Hi there new to the forum. New to snowblowers. I recently purchased a new 24” Deluxe. Might be a stupid question but after searching the manual I still can’t figure out - How can you turn headlight on or off? I haven’t put gas in to fire it up.


----------



## Ian Ariens 924 (Dec 22, 2015)

It probably just turns on and stays on when the motor is running, if there is no switch.
I Only have seen a switch for hand warmers if your model has them.


----------



## niteshft (Nov 17, 2018)

Likewise, I don't have a switch either.


----------



## crazzywolfie (Jun 2, 2014)

light only comes on and stays on as long as engine is running. shuts off when you shut the engine off. no switches at all involved with that.


----------



## SNOWJOE (Nov 18, 2018)

Mikesmith said:


> Hi there new to the forum. New to snowblowers. I recently purchased a new 24” Deluxe. Might be a stupid question but after searching the manual I still can’t figure out - How can you turn headlight on or off? I haven’t put gas in to fire it up.
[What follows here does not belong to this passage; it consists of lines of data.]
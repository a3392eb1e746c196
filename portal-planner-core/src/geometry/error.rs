use geo::Coord;
use thiserror::Error;

/// Errors from [`crate::geometry::GeometryProvider`] queries.
///
/// The planner never retries or substitutes defaults; these surface to the
/// caller as a failed planning request.
#[derive(Debug, Clone, PartialEq, Error)]
pub enum GeometryError {
    /// The corridor had no vertices.
    #[error("corridor must contain at least one coordinate")]
    EmptyCorridor,
    /// A search radius was negative or not finite.
    #[error("search radius must be a finite, non-negative number of metres, found {radius}")]
    InvalidRadius {
        /// Rejected radius.
        radius: f64,
    },
    /// The provider produced a distance that cannot be used.
    #[error("distance from {from:?} to {to:?} is not a finite, non-negative number")]
    InvalidDistance {
        /// Origin of the failed leg.
        from: Coord<f64>,
        /// Destination of the failed leg.
        to: Coord<f64>,
    },
    /// The backing data source could not answer.
    #[error("geometry data unavailable: {message}")]
    Unavailable {
        /// Provider-specific detail.
        message: String,
    },
}
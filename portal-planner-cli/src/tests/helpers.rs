//! Test helpers for writing plan requests into temporary workspaces.

use camino::{Utf8Path, Utf8PathBuf};
use std::fs;
use tempfile::TempDir;

/// Corridor running 0.004 degrees east along the equator.
pub(super) const CORRIDOR_REQUEST: &str = r#"{
  "corridor": [{ "x": 0.0, "y": 0.0 }, { "x": 0.004, "y": 0.0 }],
  "waypoints": [
    { "id": "statue", "location": { "x": 0.0035, "y": 0.0 }, "level": 2, "energy": 0, "resonators": 0 },
    { "id": "fountain", "location": { "x": 0.0005, "y": 0.0001 }, "level": 5, "energy": 100, "resonators": 8, "captured": true },
    { "id": "mural", "location": { "x": 0.002, "y": -0.0002 }, "level": 3, "energy": 40, "resonators": 4 },
    { "id": "lighthouse", "location": { "x": 0.002, "y": 0.01 }, "level": 8, "energy": 100, "resonators": 8 }
  ]
}"#;

pub(super) fn write_utf8(path: &Utf8Path, contents: &[u8]) {
    fs::write(path, contents).expect("write test file");
}

pub(super) fn utf8_tempdir() -> (TempDir, Utf8PathBuf) {
    let tmp = TempDir::new().expect("tempdir");
    let root = Utf8PathBuf::from_path_buf(tmp.path().to_path_buf()).expect("utf-8 workspace");
    (tmp, root)
}
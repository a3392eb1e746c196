//! Aggregate figures over a planned route.

use std::time::Duration;

use portal_planner_core::RouteTimeEstimate;

use crate::optimizer::OptimizationResult;

/// Summary of the last planned route.
///
/// Totals cover the ordered route only; unaffordable waypoints are counted
/// but contribute nothing else.
#[derive(Debug, Clone, Copy, PartialEq, Eq, Default)]
pub struct RouteStatistics {
    /// Waypoints on the route.
    pub total_waypoints: usize,
    /// Sum of AP potential along the route.
    pub total_ap_potential: u64,
    /// Sum of `gain - cost` XM along the route.
    pub total_xm_balance: i64,
    /// Route waypoints the agent has not captured yet.
    pub uncaptured_waypoints: usize,
    /// Waypoints left off the route for lack of XM.
    pub unaffordable_waypoints: usize,
    /// Estimated time to complete the route.
    pub estimated_time: Duration,
}

impl RouteStatistics {
    /// Summarise `result`, taking the duration from `estimate` when present.
    #[must_use]
    pub fn summarise(result: &OptimizationResult, estimate: Option<&RouteTimeEstimate>) -> Self {
        let ordered = &result.ordered;
        Self {
            total_waypoints: ordered.len(),
            total_ap_potential: ordered
                .iter()
                .fold(0_u64, |sum, c| sum.saturating_add(c.figures.ap_potential)),
            total_xm_balance: ordered
                .iter()
                .fold(0_i64, |sum, c| sum.saturating_add(c.figures.net())),
            uncaptured_waypoints: ordered.iter().filter(|c| !c.waypoint.captured).count(),
            unaffordable_waypoints: result.unaffordable.len(),
            estimated_time: estimate.map_or(Duration::ZERO, RouteTimeEstimate::total),
        }
    }
}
Hey Mikesmith,, Your the top earning Jockey living in Southern California,, what would you need a snow thrower for?? ..BTW I have the same unit as you.. There is no switch for the headlight.. What I did was change the halogen to an AC/DC led fog bulb used for cars, has the same connector, think H-11,, but I had to modify the lamp holder, make the opening larger, but she's in, and works great....P.S. Say hello to Bob Baffert for me...


----------